The ISA 240.29 fraud risk brainstorming discussion requires the engagement team (with mandatory partner participation) to discuss the entity's susceptibility to material misstatement due to fraud. That means covering how fraud could be perpetrated and concealed, what factors create incentive or opportunity, and how procedures will be designed to remain unbiased. Too many teams treat this as SALY with better narratives: last year's risks copied forward, the same generic revenue and override entries, a fresh date stamp. That is not what the standard requires.

What ISA 240.29 requires (and what most teams miss)

ISA 240.29 requires the engagement team to discuss the entity's susceptibility to material misstatement due to fraud. The engagement partner (EP) must participate. The discussion must cover specific topics, not just a general conversation about fraud. And the revised standard requires documentation of the matters discussed, not just the conclusions reached.

Most teams miss the last point. Your file shows a conclusion: "The team discussed fraud risks. Revenue recognition and management override were identified." But what did they actually discuss? Which revenue streams? What specific override scenarios? Did anyone disagree? Did anyone raise a risk that was later dismissed, and if so, why?

ISA 240.68 (a) requires the auditor to document the matters discussed with the team. A conclusion is not a matter. "The CFO has personal pressure from the earn-out clause and could manipulate the percentage-of-completion estimates to inflate revenue" is a matter. "Revenue recognition risk discussed" is not. One demonstrates professional scepticism. The other merely claims it.

The revised standard (paragraph 29) also adds topics that were not explicitly required before. Unbiased procedure design (paragraph 42) must be discussed: how will the team avoid designing procedures that only confirm management's assertions? Specialist consideration (paragraph 23) must also be discussed: does this engagement need forensic or fraud specialist skills beyond what the team possesses? These are not optional additions. They are new agenda items that must be covered and documented.

Your engagement team includes everyone assigned to the engagement who will be involved in performing audit procedures. If you have team members who were not present for the discussion, ISA 240.29 (c) requires you to communicate the relevant matters to them. Document who received the communication and when.

The 11-item brainstorming agenda

A structured agenda ensures every required topic is covered and documented. Here are the eleven items, each mapped to a paragraph reference in the revised standard.

Item 1. Entity culture, management integrity, ethical values, and TCWG oversight (paragraph 29(a)(i)). Open the discussion with what the team knows about the entity's ethical tone. How does management communicate values? Is there a code of conduct? How active is TCWG oversight of financial reporting? If this is a recurring engagement, what has the team observed about management's behaviour in prior years? This item sets the context for everything that follows.

Item 2. Incentives and pressures to commit fraud (paragraph 29(a)(ii)(a)). Who at this entity has a reason to commit fraud? Cover management, those charged with governance, employees, and third parties.
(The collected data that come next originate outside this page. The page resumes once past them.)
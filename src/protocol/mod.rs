//! RESP Protocol Implementation
//!
//! This module provides the wire side of the proxy: the frame types and the
//! two incremental decoders.
//!
//! ## Modules
//!
//! - `types`: `CommandFrame`, `ReplyFrame` and their serialization
//! - `parser`: client request decoder (multibulk plus inline fallback)
//! - `reply`: backend reply decoder
//!
//! ## Example
//!
//! ```
//! use flashproxy::protocol::{ReplyDecoder, ReplyFrame, RequestDecoder};
//!
//! // A client request
//! let mut requests = RequestDecoder::new();
//! let (command, _) = requests
//!     .decode(b"*2\r\n$3\r\nGET\r\n$4\r\nname\r\n")
//!     .unwrap()
//!     .unwrap();
//! assert_eq!(command.lowercase_name(), "get");
//!
//! // A backend reply
//! let mut replies = ReplyDecoder::new();
//! let (reply, _) = replies.decode(b"$4\r\nAriz\r\n").unwrap().unwrap();
//! assert_eq!(reply, ReplyFrame::bulk("Ariz"));
//! ```

pub mod parser;
pub mod reply;
pub mod types;

// Re-export commonly used types for convenience
pub use parser::{ParseError, ParseResult, RequestDecoder};
pub use reply::ReplyDecoder;
pub use types::{CommandFrame, ReplyFrame};
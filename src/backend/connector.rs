//! Backend Transport
//!
//! The pool does not open sockets itself; it asks a [`Connector`]. The
//! production connector dials TCP with a deadline, tests substitute
//! in-memory streams.

use std::future::Future;
use std::io;
use std::time::Duration;
use tokio::io::{AsyncRead, AsyncWrite};
use tokio::net::TcpStream;

/// Opens byte streams to backend addresses.
pub trait Connector: Send + Sync + 'static {
    type Stream: AsyncRead + AsyncWrite + Send + Unpin + 'static;

    /// Connects to `addr` (`host:port`).
    fn connect(&self, addr: &str) -> impl Future<Output = io::Result<Self::Stream>> + Send;
}

/// Dials backends over TCP.
#[derive(Debug, Clone)]
pub struct TcpConnector {
    timeout: Duration,
}

impl TcpConnector {
    pub fn new(timeout: Duration) -> Self {
        Self { timeout }
    }
}

impl Default for TcpConnector {
    fn default() -> Self {
        Self::new(Duration::from_secs(3))
    }
}

impl Connector for TcpConnector {
    type Stream = TcpStream;

    async fn connect(&self, addr: &str) -> io::Result<TcpStream> {
        let stream = tokio::time::timeout(self.timeout, TcpStream::connect(addr))
            .await
            .map_err(|_| io::Error::new(io::ErrorKind::TimedOut, "connect timed out"))??;
        stream.set_nodelay(true)?;
        Ok(stream)
    }
}


#[cfg(test)]
mod tests {
    use super::*;
    use tokio::net::TcpListener;

    #[tokio::test]
    async fn test_tcp_connect() {
        let listener = TcpListener::bind("127.0.0.1:0").await.unwrap();
        let addr = listener.local_addr().unwrap().to_string();

        let connector = TcpConnector::default();
        let stream = connector.connect(&addr).await.unwrap();
        assert!(stream.nodelay().unwrap());
    }

    #[tokio::test]
    async fn test_tcp_connect_refused() {
        // Bind then drop to get a port nobody listens on.
        let listener = TcpListener::bind("127.0.0.1:0").await.unwrap();
        let addr = listener.local_addr().unwrap().to_string();
        drop(listener);

        let connector = TcpConnector::new(Duration::from_secs(1));
        assert!(connector.connect(&addr).await.is_err());
    }
}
Be specific: named individuals with specific pressures, not generic statements about "management pressure." If the CFO has a bonus tied to EBITDA, name the CFO and state the bonus structure, the current proximity to the target, and why that proximity matters.
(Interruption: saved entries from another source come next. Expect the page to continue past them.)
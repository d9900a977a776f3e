//! Incremental Reply Decoder
//!
//! Turns the byte stream of one backend connection into [`ReplyFrame`]s.
//!
//! Nested arrays are decoded with an explicit stack of partially filled
//! arrays rather than recursion, which keeps the decoder resumable at any
//! byte: a reply split across reads continues where it stopped instead of
//! being re-parsed from its first byte.

use crate::protocol::parser::{
    find_crlf, read_bulk_body, read_length_line, ParseError, ParseResult, MAX_INLINE_LEN,
};
use crate::protocol::types::{prefix, ReplyFrame};
use bytes::BytesMut;

/// Largest bulk string accepted from a backend (512 MB, same as Redis)
pub const MAX_REPLY_BULK_LEN: i64 = 512 * 1024 * 1024;

/// Largest array accepted from a backend
pub const MAX_REPLY_ARRAY_LEN: i64 = 1024 * 1024;

/// Maximum array nesting depth
pub const MAX_NESTING_DEPTH: usize = 32;

#[derive(Debug)]
struct PartialArray {
    expected: usize,
    items: Vec<ReplyFrame>,
}

/// Resumable decoder for backend replies.
///
/// Same contract as [`RequestDecoder`](crate::protocol::RequestDecoder):
/// present the unconsumed buffer, get `Ok(None)` until a whole reply is
/// there, then drop `consumed` bytes.
#[derive(Debug, Default)]
pub struct ReplyDecoder {
    cursor: usize,
    /// Arrays opened but not yet filled, innermost last
    stack: Vec<PartialArray>,
    /// Length of a bulk string whose header has been read
    pending_bulk: Option<usize>,
}

impl ReplyDecoder {
    pub fn new() -> Self {
        Self::default()
    }

    /// Drops any partial reply.
    pub fn reset(&mut self) {
        self.cursor = 0;
        self.stack.clear();
        self.pending_bulk = None;
    }

    /// Attempts to decode one reply from the start of `buf`.
    pub fn decode(&mut self, buf: &[u8]) -> ParseResult<Option<(ReplyFrame, usize)>> {
        loop {
            let leaf = if let Some(len) = self.pending_bulk {
                let Some(data) = read_bulk_body(buf, self.cursor, len)? else {
                    return Ok(None);
                };
                self.cursor += len + 2;
                self.pending_bulk = None;
                ReplyFrame::Bulk(Some(data))
            } else {
                let Some(&marker) = buf.get(self.cursor) else {
                    return Ok(None);
                };
                match marker {
                    prefix::SIMPLE_STRING | prefix::ERROR => {
                        let Some(text) = self.read_text_line(buf)? else {
                            return Ok(None);
                        };
                        if marker == prefix::ERROR {
                            ReplyFrame::Error(text)
                        } else {
                            ReplyFrame::Simple(text)
                        }
                    }
                    prefix::INTEGER => {
                        let Some((n, next)) = read_length_line(buf, self.cursor + 1)? else {
                            return Ok(None);
                        };
                        self.cursor = next;
                        ReplyFrame::Integer(n)
                    }
                    prefix::BULK_STRING => {
                        let Some((len, next)) = read_length_line(buf, self.cursor + 1)? else {
                            return Ok(None);
                        };
                        self.cursor = next;
                        match len {
                            -1 => ReplyFrame::Bulk(None),
                            0..=MAX_REPLY_BULK_LEN => {
                                self.pending_bulk = Some(len as usize);
                                continue;
                            }
                            _ => return Err(ParseError::InvalidBulkLength(len)),
                        }
                    }
                    prefix::ARRAY => {
                        let Some((count, next)) = read_length_line(buf, self.cursor + 1)? else {
                            return Ok(None);
                        };
                        match count {
                            -1 => {
                                self.cursor = next;
                                ReplyFrame::NullArray
                            }
                            0 => {
                                self.cursor = next;
                                ReplyFrame::Array(Vec::new())
                            }
                            1..=MAX_REPLY_ARRAY_LEN => {
                                if self.stack.len() >= MAX_NESTING_DEPTH {
                                    return Err(ParseError::TooDeep(MAX_NESTING_DEPTH));
                                }
                                self.cursor = next;
                                let expected = count as usize;
                                self.stack.push(PartialArray {
                                    expected,
                                    items: Vec::with_capacity(expected.min(1024)),
                                });
                                continue;
                            }
                            _ => return Err(ParseError::InvalidArrayLength(count)),
                        }
                    }
                    other => return Err(ParseError::UnknownPrefix(other)),
                }
            };

            // Attach the finished value to its enclosing arrays, closing any
            // that are now full.
            let mut value = leaf;
            loop {
                let Some(mut top) = self.stack.pop() else {
                    let consumed = self.cursor;
                    self.reset();
                    return Ok(Some((value, consumed)));
                };
                top.items.push(value);
                if top.items.len() < top.expected {
                    self.stack.push(top);
                    break;
                }
                value = ReplyFrame::Array(top.items);
            }
        }
    }

    /// Decodes one reply from `buf` and removes its bytes on success.
    pub fn decode_buf(&mut self, buf: &mut BytesMut) -> ParseResult<Option<ReplyFrame>> {
        match self.decode(buf)? {
            Some((frame, consumed)) => {
                let _ = buf.split_to(consumed);
                Ok(Some(frame))
            }
            None => Ok(None),
        }
    }

    /// Reads the text of a `+` or `-` line at the cursor.
    fn read_text_line(&mut self, buf: &[u8]) -> ParseResult<Option<String>> {
        let start = self.cursor + 1;
        let Some(pos) = find_crlf(buf, start) else {
            let seen = buf.len().saturating_sub(start);
            if seen > MAX_INLINE_LEN {
                return Err(ParseError::LineTooLong(seen));
            }
            return Ok(None);
        };
        let text = std::str::from_utf8(&buf[start..pos])
            .map_err(|e| ParseError::InvalidUtf8(e.to_string()))?
            .to_string();
        self.cursor = pos + 2;
        Ok(Some(text))
    }
}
Item 3. How management, TCWG, or employees could perpetrate and conceal fraudulent financial reporting (paragraph 29(a)(ii)(b)). This is the core brainstorming question. What specific schemes could work at this entity? Which accounts would be affected? What entries would be posted? How would the perpetrator hide it from the audit team? This item should produce the most discussion and the most entity-specific scenarios.

Item 4. How assets could be misappropriated (paragraph 29(a)(ii)(c)). Cover management, employees, third parties, and anyone with unsupervised physical access. The revised standard explicitly adds third parties as potential perpetrators. Which assets are vulnerable? Who has system access? What would the theft look like in the accounting records?
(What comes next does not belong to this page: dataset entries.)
use std::path::PathBuf;

use anyhow::{Context, Result};
use clap::Parser;
use tracing::{error, info, warn};
use tracing_subscriber::{layer::SubscriberExt, util::SubscriberInitExt, EnvFilter};

use timeline_harvester::config::{duration_from_secs_f64, parse_bool, Config};
use timeline_harvester::filter::FilterMode;
use timeline_harvester::harvester::Harvester;

/// Harvest posts from a profile timeline or live search feed into JSON.
///
/// Every flag overrides the matching HARVEST_* environment variable.
#[derive(Parser, Debug)]
#[command(version, about, long_about = None)]
struct Cli {
    /// Profile handle to harvest (leading @ is ignored)
    #[arg(short, long, conflicts_with = "search")]
    username: Option<String>,

    /// Search query to harvest live results for
    #[arg(short, long)]
    search: Option<String>,

    /// Maximum number of posts to keep
    #[arg(long)]
    max_posts: Option<usize>,

    /// Maximum number of scroll commands
    #[arg(long)]
    max_scrolls: Option<usize>,

    /// Seconds to wait after each scroll
    #[arg(long)]
    scroll_pause: Option<f64>,

    /// Run the browser headless (true/false)
    #[arg(long, value_parser = parse_headless)]
    headless: Option<bool>,

    /// Navigation timeout in seconds
    #[arg(long)]
    timeout: Option<u64>,

    /// Navigation attempts before giving up
    #[arg(long)]
    nav_attempts: Option<u32>,

    /// Only keep posts whose text matches this query
    #[arg(short = 'q', long)]
    filter: Option<String>,

    /// Treat the filter query as a case-insensitive regular expression
    #[arg(long, conflicts_with = "exact")]
    regex: bool,

    /// Require the whole normalized post text to equal the filter query
    #[arg(long)]
    exact: bool,

    /// Where to write the JSON snapshot
    #[arg(short, long)]
    output: Option<PathBuf>,

    /// Chrome/Chromium executable
    #[arg(long)]
    chrome_path: Option<String>,

    /// Replay a saved HTML page instead of launching a browser
    #[arg(long)]
    from_html: Option<PathBuf>,
}

fn parse_headless(value: &str) -> Result<bool, String> {
    parse_bool("--headless", value).map_err(|e| e.to_string())
}

impl Cli {
    /// Layer command-line flags over the environment configuration.
    fn apply(self, config: &mut Config) -> Result<()> {
        if let Some(username) = self.username {
            config.target = Some(username);
            config.search_query = None;
        } else if let Some(search) = self.search {
            config.target = None;
            config.search_query = Some(search);
        }
        if let Some(max_posts) = self.max_posts {
            config.max_posts = max_posts;
        }
        if let Some(max_scrolls) = self.max_scrolls {
            config.max_scrolls = max_scrolls;
        }
        if let Some(secs) = self.scroll_pause {
            config.scroll_pause = duration_from_secs_f64("--scroll-pause", secs)?;
        }
        if let Some(headless) = self.headless {
            config.headless = headless;
        }
        if let Some(secs) = self.timeout {
            config.navigation_timeout = std::time::Duration::from_secs(secs);
        }
        if let Some(attempts) = self.nav_attempts {
            config.navigation_attempts = attempts;
        }
        if let Some(filter) = self.filter {
            config.filter_query = Some(filter);
        }
        if self.regex {
            config.filter_mode = FilterMode::Regex;
        } else if self.exact {
            config.filter_mode = FilterMode::Exact;
        }
        if let Some(output) = self.output {
            config.output_path = output;
        }
        if let Some(chrome_path) = self.chrome_path {
            config.chrome_path = Some(chrome_path);
        }
        if let Some(from_html) = self.from_html {
            config.from_html = Some(from_html);
        }
        Ok(())
    }
}

#[tokio::main]
async fn main() {
    if let Err(e) = run().await {
        error!("Fatal error: {e:#}");
        std::process::exit(1);
    }
}

async fn run() -> Result<()> {
    // Load .env file if present
    let _ = dotenvy::dotenv();

    let cli = Cli::parse();

    init_tracing()?;

    info!("Starting timeline-harvester");

    let mut config = Config::from_env().context("Failed to load configuration")?;
    cli.apply(&mut config)?;
    config.validate().context("Invalid configuration")?;

    info!(
        output = %config.output_path.display(),
        max_posts = config.max_posts,
        max_scrolls = config.max_scrolls,
        headless = config.headless,
        filter_mode = %config.filter_mode,
        "Configuration loaded"
    );

    let summary = Harvester::new(config).run().await?;

    if !summary.navigated {
        warn!(url = %summary.url, "Page never finished loading; results may be partial");
    }
    info!(
        url = %summary.url,
        stop_reason = %summary.stop_reason,
        collected = summary.collected,
        matched = summary.matched,
        written = summary.written,
        path = %summary.output_path.display(),
        "Harvest complete"
    );

    Ok(())
}

fn init_tracing() -> Result<()> {
    let filter = EnvFilter::try_from_default_env()
        .unwrap_or_else(|_| EnvFilter::new("info,timeline_harvester=debug"));

    // Check if JSON logging is requested
    let use_json = std::env::var("LOG_FORMAT")
        .map(|v| matches!(v.to_lowercase().as_str(), "json" | "structured"))
        .unwrap_or(false);

    if use_json {
        tracing_subscriber::registry()
            .with(filter)
            .with(tracing_subscriber::fmt::layer().json())
            .try_init()
            .map_err(|e| anyhow::anyhow!("Failed to initialize tracing: {e}"))?;
    } else {
        tracing_subscriber::registry()
            .with(filter)
            .with(tracing_subscriber::fmt::layer())
            .try_init()
            .map_err(|e| anyhow::anyhow!("Failed to initialize tracing: {e}"))?;
    }

    Ok(())
}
Item 5. Revenue recognition risks (paragraph 29(a)(iii)). Which types of revenue, which transaction classes, or which specific assertions give rise to fraud risk? This is not a blanket "revenue is presumed a fraud risk." It requires the team to identify which specific aspect of revenue at this entity creates the risk. For a construction company, it might be percentage-of-completion estimates. For a software company, it might be timing of licence revenue recognition.

Item 6. Management override of controls (paragraph 29(a)(iv)). How could management override controls at this entity? This risk is always present, but the discussion should be entity-specific. Does the CEO approve journal entries (JEs) without secondary approval? Can management override system controls in the ERP? What specific entries could management post to manipulate results?

Item 7. Prior-year fraud or suspected fraud (paragraph 29(b)). Has fraud been identified on this engagement before? Was suspected fraud investigated, and what happened? Are prior-year (PY) matters still relevant to the current audit? If this is a first-year engagement, what did the predecessor auditor communicate?

Item 8. External information indicating fraud risk factors (paragraphs 27, A50-A51). Information from sources outside the entity: media reports, regulatory actions, whistleblower tips, and industry fraud trends. If a competitor in the same industry was recently investigated for revenue manipulation, that is relevant to this discussion.

Item 9. Unbiased procedure design (paragraph 42). How will the team design procedures that are not biased toward confirming management's assertions? This is a new discussion topic in the revised standard. The team should specifically consider what contradictory evidence their procedures could reveal and how they will avoid the natural tendency to seek confirming evidence. This item should produce concrete commitments: "We will test WIP by obtaining independent cost estimates rather than relying solely on management's project managers."

Item 10. Specialist consideration (paragraph 23). Does this engagement require forensic or fraud specialist skills beyond the team's competence? If the fraud risks involve complex financial instruments or IT system manipulation, the team may need specialist input. Document the decision and, if a specialist is not engaged, the reasoning.

Item 11. Summary of fraud risks to carry to the risk register (paragraph 39). End with a clear list of fraud risks identified, each described in entity-specific terms, ready to be transferred to the risk register. Each risk should be stated as a specific scenario, not a generic category.

Running the discussion: pre-meeting preparation and facilitation

The quality of a fraud brainstorming session depends almost entirely on preparation. Research on group brainstorming consistently shows that unstructured discussions produce fewer unique ideas than structured ones because of anchoring bias: once the most senior person in the room names a risk, the team gravitates toward it rather than generating independent scenarios. In audit teams where hierarchical deference is common, this effect is even stronger.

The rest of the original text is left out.